What evidence is there that this chromatin remodeler is involved in gene silencing?
What evidence is there that this chromatin remodeler is involved in gene activation?
What evidence directly indicates that this chromatin remodeler is involved in
stress adaptation (hint: look at the abstract by Saez et al)?
BLASTing (BLAST = Basic Local Alignment Search Tool)
Imagine that you have cloned and sequenced a portion of an Arabidopsis gene.
gtgaacccgt caacccttga acctcggctg gcaagtctaa tcaaaggcag gcagttaaat
The questions you want to ask are:
1. Does this sequence match an existing sequenced gene?
2. Is this gene unique to Arabidopsis or does it have orthologs in other species?
To answer these questions you need to search online genome databases:
1. Select "BLAST" from the “links” page on the Bio 400 web page or google “BLAST search”
http://blast.ncbi.nlm.nih.gov/Blast.cgi
2. Under Basic BLAST Select “Nucleotide BLAST”.
3. Paste your sequence into the “Enter Query Sequence” Box. (The sequence can be copied and
pasted from the word document “BioinformaticsSequence” in the Assignments folder on the
Bio 400 web page)
4. Select a database from the dropdown menu to search. For the broadest search, use the
nucleotide collection (nr/nt).
5. In the Program Selection Box, click the ? button next to “choose a BLAST algorithm” and
read the information.
a. Which type of search will best allow you to answer your first question (at the top of this
page)? ______________________
why?
b. Which type of search would be best to answer your 2nd question? _____________
why?
6. You decide to focus on your 2nd question. Choose your algorithm and then click the blue
"BLAST" button.
7. Your request is now being processed. The sequence you entered is now being compared to
every one of the millions of sequences in the database you selected. Isn’t that amazing???.

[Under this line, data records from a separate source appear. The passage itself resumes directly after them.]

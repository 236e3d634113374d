//! JWT credential validation for support connections

use async_trait::async_trait;
use jsonwebtoken::{decode, encode, Algorithm, DecodingKey, EncodingKey, Header, Validation};
use livedesk_shared::{DeskError, DeskResult, Role, Subject, UserId};
use serde::{Deserialize, Serialize};
use time::{Duration, OffsetDateTime};

use super::IdentityVerifier;

/// JWT claims carried by a connection credential
#[derive(Debug, Clone, Serialize, Deserialize)]
pub struct Claims {
    /// Subject (user ID)
    pub sub: i64,
    /// Support role (agent, customer or admin)
    pub role: Role,
    /// Issued at
    pub iat: i64,
    /// Expiration
    pub exp: i64,
}

/// JWT manager for token operations
#[derive(Clone)]
pub struct JwtManager {
    encoding_key: EncodingKey,
    decoding_key: DecodingKey,
    leeway_secs: u64,
}

impl JwtManager {
    /// Create a new JWT manager
    pub fn new(secret: &str, leeway_secs: u64) -> Self {
        Self {
            encoding_key: EncodingKey::from_secret(secret.as_bytes()),
            decoding_key: DecodingKey::from_secret(secret.as_bytes()),
            leeway_secs,
        }
    }

    /// Issue a token for a subject. Used by tooling and tests; end-user tokens are
    /// issued by the identity provider.
    pub fn generate_token(
        &self,
        user_id: UserId,
        role: Role,
        ttl: Duration,
    ) -> Result<String, JwtError> {
        let now = OffsetDateTime::now_utc();
        let claims = Claims {
            sub: user_id.0,
            role,
            iat: now.unix_timestamp(),
            exp: (now + ttl).unix_timestamp(),
        };

        encode(&Header::new(Algorithm::HS256), &claims, &self.encoding_key)
            .map_err(|e| JwtError::Encoding(e.to_string()))
    }

    /// Validate and decode a token
    pub fn validate_token(&self, token: &str) -> Result<Claims, JwtError> {
        let mut validation = Validation::new(Algorithm::HS256);
        validation.leeway = self.leeway_secs;

        decode::<Claims>(token, &self.decoding_key, &validation)
            .map(|data| data.claims)
            .map_err(|e| match e.kind() {
                jsonwebtoken::errors::ErrorKind::ExpiredSignature => JwtError::Expired,
                jsonwebtoken::errors::ErrorKind::InvalidToken => JwtError::Invalid,
                jsonwebtoken::errors::ErrorKind::InvalidAlgorithm => JwtError::Invalid,
                _ => JwtError::Validation(e.to_string()),
            })
    }
}

#[async_trait]
impl IdentityVerifier for JwtManager {
    async fn verify_credential(&self, token: &str) -> DeskResult<Subject> {
        match self.validate_token(token) {
            Ok(claims) if claims.sub > 0 => Ok(Subject {
                id: UserId(claims.sub),
                role: claims.role,
            }),
            Ok(claims) => {
                tracing::warn!(sub = claims.sub, "Rejecting credential with non-positive subject");
                Err(DeskError::InvalidCredential)
            }
            Err(e) => {
                tracing::warn!(error = %e, "Credential verification failed");
                Err(DeskError::InvalidCredential)
            }
        }
    }
}

#[derive(Debug, thiserror::Error)]
pub enum JwtError {
    #[error("Token has expired")]
    Expired,
    #[error("Invalid token")]
    Invalid,
    #[error("Token encoding failed: {0}")]
    Encoding(String),
    #[error("Token validation failed: {0}")]
    Validation(String),
}
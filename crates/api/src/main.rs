//! LiveDesk API server

use anyhow::Context;
use livedesk_api::{routes::create_router, AppState, Config};
use livedesk_shared::{create_pool, run_migrations};
use tracing_subscriber::{layer::SubscriberExt, util::SubscriberInitExt, EnvFilter};

#[tokio::main]
async fn main() -> anyhow::Result<()> {
    // Missing .env is fine; real deployments use the environment
    let _ = dotenvy::dotenv();

    let config = Config::from_env().context("Failed to load configuration")?;
    init_tracing(config.log_json);

    let pool = create_pool(&config.database_url, config.database_max_connections)
        .await
        .context("Failed to connect to database")?;

    if config.run_migrations {
        run_migrations(&pool)
            .await
            .context("Failed to run database migrations")?;
        tracing::info!("Database migrations applied");
    }

    let bind_address = &config.bind_address;
    let app = create_router(AppState::new(&config, pool));

    let listener = tokio::net::TcpListener::bind(bind_address)
        .await
        .with_context(|| format!("Failed to bind {bind_address}"))?;
    tracing::info!(address = %bind_address, "LiveDesk API listening");

    axum::serve(listener, app)
        .with_graceful_shutdown(shutdown_signal())
        .await
        .context("Server error")?;

    tracing::info!("LiveDesk API stopped");
    Ok(())
}

fn init_tracing(json: bool) {
    let filter = EnvFilter::try_from_default_env()
        .unwrap_or_else(|_| EnvFilter::new("livedesk_api=info,tower_http=info"));

    let registry = tracing_subscriber::registry().with(filter);
    if json {
        registry.with(tracing_subscriber::fmt::layer().json()).init();
    } else {
        registry.with(tracing_subscriber::fmt::layer()).init();
    }
}

async fn shutdown_signal() {
    if let Err(e) = tokio::signal::ctrl_c().await {
        tracing::error!(error = %e, "Failed to listen for shutdown signal");
    }
    tracing::info!("Shutdown signal received");
}
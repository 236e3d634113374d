//! LiveDesk Shared Types and Utilities
//!
//! This crate contains identifiers, errors, and database helpers shared across LiveDesk.

pub mod db;
pub mod error;
pub mod types;

pub use db::*;
pub use error::*;
pub use types::*;
//! Database utilities and connection management

use sqlx::postgres::{PgConnectOptions, PgPool, PgPoolOptions};
use std::{str::FromStr, time::Duration};

/// Create a database connection pool
/// Note: Disables statement cache for PgBouncer compatibility
pub async fn create_pool(database_url: &str, max_connections: u32) -> Result<PgPool, sqlx::Error> {
    // PgBouncer in transaction mode doesn't support prepared statements
    let options = PgConnectOptions::from_str(database_url)?.statement_cache_capacity(0);

    PgPoolOptions::new()
        .max_connections(max_connections)
        .min_connections(0)
        .acquire_timeout(Duration::from_secs(30))
        .idle_timeout(Duration::from_secs(60))
        .max_lifetime(Duration::from_secs(300))
        .connect_with(options)
        .await
}

/// Run database migrations
pub async fn run_migrations(pool: &PgPool) -> Result<(), sqlx::migrate::MigrateError> {
    sqlx::migrate!("../../migrations").run(pool).await
}
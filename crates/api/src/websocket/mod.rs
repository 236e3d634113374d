//! WebSocket support for live support chat
//!
//! Tracks which agents, customers and the administrator are connected and pairs
//! newly connected customers with an agent serving their department.
//!
//! # Architecture
//!
//! - **Lifecycle**: Handshake parameters and the per-connection state machine
//! - **Connection**: One transport connection and its lifecycle phase
//! - **Presence**: Registry of online agents, customers and the admin slot
//! - **Assignment**: Customer-to-agent matching and chat continuation
//! - **Dispatcher**: Targeted event delivery and disconnect cleanup
//! - **State**: Global WebSocket state shared across all connections
//! - **Handler**: Axum WebSocket route handler
//! - **Events**: Type-safe event definitions for client/server communication

pub mod assignment;
pub mod connection;
pub mod dispatcher;
pub mod events;
pub mod handler;
pub mod lifecycle;
pub mod presence;
pub mod state;

pub use handler::ws_handler;
pub use state::{Registration, WebSocketState, WebSocketStats};
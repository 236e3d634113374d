//! Presence registry
//!
//! Tracks which agents, customers and the administrator are connected. All three
//! collections sit behind one async mutex; callers that need to decide and then
//! commit (the assignment engine) hold the guard across the whole sequence.

use std::collections::HashSet;

use livedesk_shared::{CategoryId, ConnectionId, DepartmentId, UserId};
use serde::Serialize;
use tokio::sync::{Mutex, MutexGuard};

/// Connected agent, one entry per connection
#[derive(Debug, Clone, PartialEq, Eq)]
pub struct OnlineAgent {
    pub agent_id: UserId,
    pub connection_id: ConnectionId,
    pub assigned_departments: HashSet<DepartmentId>,
}

impl OnlineAgent {
    pub fn serves(&self, department_id: DepartmentId) -> bool {
        self.assigned_departments.contains(&department_id)
    }
}

/// Connected customer, one entry per connection
#[derive(Debug, Clone, PartialEq, Eq)]
pub struct OnlineCustomer {
    pub user_id: UserId,
    pub connection_id: ConnectionId,
    pub department_id: DepartmentId,
    pub category_id: CategoryId,
    pub is_agent_assigned: bool,
}

/// The single connected administrator
#[derive(Debug, Clone, Copy, PartialEq, Eq)]
pub struct AdminPresence {
    pub connection_id: ConnectionId,
    pub user_id: UserId,
}

/// Presence counts
#[derive(Debug, Clone, Copy, Default, PartialEq, Eq, Serialize)]
pub struct PresenceStats {
    pub online_agents: usize,
    pub online_customers: usize,
    pub waiting_customers: usize,
    pub admin_online: bool,
}

/// Backing collections, reachable only through a `PresenceRegistry` guard
#[derive(Debug, Default)]
pub struct Registries {
    agents: Vec<OnlineAgent>,
    customers: Vec<OnlineCustomer>,
    admin: Option<AdminPresence>,
}

impl Registries {
    /// Register an agent connection, replacing any entry with the same connection id
    pub fn add_agent(&mut self, entry: OnlineAgent) {
        self.agents.retain(|a| a.connection_id != entry.connection_id);
        self.agents.push(entry);
    }

    /// Remove every agent entry bound to `connection_id`; returns how many were removed
    pub fn remove_agents_by_connection(&mut self, connection_id: ConnectionId) -> usize {
        let before = self.agents.len();
        self.agents.retain(|a| a.connection_id != connection_id);
        before - self.agents.len()
    }

    /// Register a customer connection, replacing any entry with the same connection id
    pub fn add_customer(&mut self, entry: OnlineCustomer) {
        self.customers.retain(|c| c.connection_id != entry.connection_id);
        self.customers.push(entry);
    }

    /// Remove every customer entry bound to `connection_id`; returns how many were removed
    pub fn remove_customers_by_connection(&mut self, connection_id: ConnectionId) -> usize {
        let before = self.customers.len();
        self.customers.retain(|c| c.connection_id != connection_id);
        before - self.customers.len()
    }

    /// Install the administrator, returning the presence it replaced
    pub fn set_admin(&mut self, entry: AdminPresence) -> Option<AdminPresence> {
        self.admin.replace(entry)
    }

    /// Clear the administrator slot only if it still belongs to `connection_id`
    pub fn clear_admin_if_matches(&mut self, connection_id: ConnectionId) -> bool {
        match self.admin {
            Some(admin) if admin.connection_id == connection_id => {
                self.admin = None;
                true
            }
            _ => false,
        }
    }

    pub fn find_agent_by_user_id(&self, agent_id: UserId) -> Option<&OnlineAgent> {
        self.agents.iter().find(|a| a.agent_id == agent_id)
    }

    pub fn find_customer_by_user_id(&self, user_id: UserId) -> Option<&OnlineCustomer> {
        self.customers.iter().find(|c| c.user_id == user_id)
    }

    /// First agent, in registration order, that serves `department_id`
    pub fn find_agent_for_department(&self, department_id: DepartmentId) -> Option<&OnlineAgent> {
        self.agents.iter().find(|a| a.serves(department_id))
    }

    pub fn admin(&self) -> Option<AdminPresence> {
        self.admin
    }

    pub fn agents(&self) -> impl Iterator<Item = &OnlineAgent> {
        self.agents.iter()
    }

    pub fn customers(&self) -> impl Iterator<Item = &OnlineCustomer> {
        self.customers.iter()
    }

    pub fn stats(&self) -> PresenceStats {
        PresenceStats {
            online_agents: self.agents.len(),
            online_customers: self.customers.len(),
            waiting_customers: self.customers.iter().filter(|c| !c.is_agent_assigned).count(),
            admin_online: self.admin.is_some(),
        }
    }
}

/// Shared presence registry
#[derive(Debug, Default)]
pub struct PresenceRegistry {
    inner: Mutex<Registries>,
}

impl PresenceRegistry {
    pub fn new() -> Self {
        Self::default()
    }

    /// Enter the registry critical section
    pub async fn lock(&self) -> MutexGuard<'_, Registries> {
        self.inner.lock().await
    }

    pub async fn stats(&self) -> PresenceStats {
        self.lock().await.stats()
    }

    pub async fn find_agent_by_user_id(&self, agent_id: UserId) -> Option<OnlineAgent> {
        self.lock().await.find_agent_by_user_id(agent_id).cloned()
    }

    pub async fn find_customer_by_user_id(&self, user_id: UserId) -> Option<OnlineCustomer> {
        self.lock().await.find_customer_by_user_id(user_id).cloned()
    }

    pub async fn admin(&self) -> Option<AdminPresence> {
        self.lock().await.admin()
    }
}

8. Your results will be presented in graphic format. Scroll down to see the pair-wise
alignments below the graph (or click on a bar inside the graph and you will be taken to that
sequence alignment). See if you can figure out what the parts of the graph represent.
a. What does the length of each line indicate? _____________________________
b. What does a red color indicate compare to a pink color?
c. Can you find any potential orthologs of this sequence in organisms other than
Arabidopsis? If so, what species?
________________________
(Note: if you didn’t identify any non-Arabiodpsis sequences you can go back to the BLAST
search page and broaden your search.
9. From the NCBI website: "E Value (Expectation Value) describes the likelihood that a
sequence with a similar score will occur in the database by chance. The smaller the E Value,
the more significant the alignment. For example, an alignment with a very low E value of e-117
means that a sequence with a similar score is very unlikely to have matched your sequence
simply by chance.
Do alignments of your sequence with those in other species have
higher or lower E-values than alignments with A. thaliana sequences?______________
What does this suggest?
10. Click on the blue GenBank link for the entry that represents the Arabidopsis gene with an
exact match over these 60 base pairs. This will take you to the GenBank Record for this gene.
11. Arabidopsis has 5 chromosomes. Each gene in the Arabidopsis genome has a unique identifier
(locus tag) in the format AtNgNNNNN. The At refers to “Arabidopsis thaliana”, the "N" in Ng
refers to the chromosome number, and the final 5 digits refer to the location on the
chromosome. The genes are numbered sequentially along the chromosome. Look through the
GenBank record to identify the Arabidopsis locus tag for your sequence and write it below.
Arabidposis locus tag: ___________________
What chromosome is this gene located on? ____
12. What is the gene’s three letter acronym (usually followed by a number if the gene belongs
to a family of genes):__________________
13. As you did earlier, to learn more about this gene, click on the “gene” link on the left side of
the page. In the box that opens up you can then click on the gene ID number (844241)
a. What is the function of this gene product? ____________________________
b. What is one thing you learned about HAC1 from one of the abstracts listed?
Congratulations! You have found the Arabidopsis gene that you will be
studying in this class!
Turn in your worksheet to a TA. when you are finished.